How to complete this task - If a line of the entries below includes the word "handler", it counts; state the total and nothing further.

Stored data entries:

//! Peer Support Server Entry Point

use std::net::SocketAddr;

use anyhow::Context;
use tracing_subscriber::{layer::SubscriberExt, util::SubscriberInitExt, Layer};

use peer_support_config::{load_settings, Settings};
use peer_support_server::{create_router, init_metrics, AppState};

#[tokio::main]
async fn main() -> anyhow::Result<()> {
    // Priority: env vars > config/{env}.yaml > config/default.yaml > defaults
    let env = std::env::var("PEER_SUPPORT_ENV").ok();
    let config = load_settings(env.as_deref()).context("failed to load configuration")?;

    init_tracing(&config);

    tracing::info!("Starting Peer Support Server v{}", env!("CARGO_PKG_VERSION"));
    tracing::info!(
        environment = ?config.environment,
        config_path = env.as_deref().unwrap_or("default"),
        store_backend = ?config.stores.backend,
        "Configuration loaded"
    );

    let metrics_handle = if config.observability.metrics_enabled {
        let handle = init_metrics();
        tracing::info!("Initialized Prometheus metrics at /metrics");
        handle
    } else {
        None
    };

    let addr: SocketAddr = format!("{}:{}", config.server.host, config.server.port)
        .parse()
        .context("invalid server address")?;

    let state = AppState::from_settings(config)?.with_metrics(metrics_handle);
    let app = create_router(state);

    tracing::info!("Listening on {}", addr);
    let listener = tokio::net::TcpListener::bind(addr).await?;

    axum::serve(listener, app)
        .with_graceful_shutdown(shutdown_signal())
        .await?;

    tracing::info!("Server shutdown complete");
    Ok(())
}

/// Wait for shutdown signal (Ctrl+C or SIGTERM)
async fn shutdown_signal() {
    let ctrl_c = async {
        tokio::signal::ctrl_c()
            .await
            .expect("Failed to install Ctrl+C handler");
    };

    #[cfg(unix)]
    let terminate = async {
        tokio::signal::unix::signal(tokio::signal::unix::SignalKind::terminate())
            .expect("Failed to install SIGTERM handler")
            .recv()
            .await;
    };

    #[cfg(not(unix))]
    let terminate = std::future::pending::<()>();

    tokio::select! {
        _ = ctrl_c => {
            tracing::info!("Received Ctrl+C, initiating graceful shutdown...");
        }
        _ = terminate => {
            tracing::info!("Received SIGTERM, initiating graceful shutdown...");
        }
    }
}

fn init_tracing(config: &Settings) {
    let env_filter = tracing_subscriber::EnvFilter::try_from_default_env().unwrap_or_else(|_| {
        let level = &config.observability.log_level;
        format!("peer_support={},tower_http=debug", level).into()
    });

    let subscriber = tracing_subscriber::registry().with(env_filter);
    let fmt_layer = if config.observability.log_json {
        tracing_subscriber::fmt::layer().json().boxed()
    } else {
        tracing_subscriber::fmt::layer().boxed()
    };
    subscriber.with(fmt_layer).init();
}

Result of the exercise - 2